* Instructions for the task: All lines holding the word "commands" should be located in the records and copied.

* Supplied data:
//! Common test utilities for berth CLI tests.
//!
//! - `TestEnv`: isolated project and config directories plus a CLI runner
//! - Fixtures: a small service project with a local wheelhouse

#![allow(dead_code)]

pub mod env;
pub mod fixtures;

pub use env::*;
pub use fixtures::*;
use std::path::PathBuf;
use std::time::Duration;

use anyhow::Result;
use berth::application::launch::{launch, LaunchOptions};
use berth::infrastructure::TomlImageManifestRepository;

use crate::commands::build::{cmd_build, BuildStep};
use crate::commands::context::CommandContext;

/// Launch an existing image. Returns the process exit code.
pub fn cmd_run(
    ctx: &CommandContext,
    image: Option<PathBuf>,
    startup_timeout: Option<u64>,
) -> Result<i32> {
    let settings = ctx.settings()?;
    let image_dir = match image {
        Some(path) if path.is_absolute() => path,
        Some(path) => std::env::current_dir()?.join(path),
        None => settings.image_dir(),
    };
    let options = LaunchOptions {
        startup_timeout: match startup_timeout {
            Some(0) => None,
            Some(secs) => Some(Duration::from_secs(secs)),
            None => settings.startup_timeout,
        },
    };

    let outcome = launch(
        &TomlImageManifestRepository::new(),
        &image_dir,
        &options,
        ctx.event_sink(),
        &ctx.cancel,
    )?;
    Ok(outcome.exit_code())
}

/// Build, then launch the fresh image.
pub fn cmd_up(ctx: &CommandContext, startup_timeout: Option<u64>) -> Result<i32> {
    cmd_build(ctx, BuildStep::All)?;
    cmd_run(ctx, None, startup_timeout)
}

* Your solution:
use crate::commands::build::{cmd_build, BuildStep};
use crate::commands::context::CommandContext;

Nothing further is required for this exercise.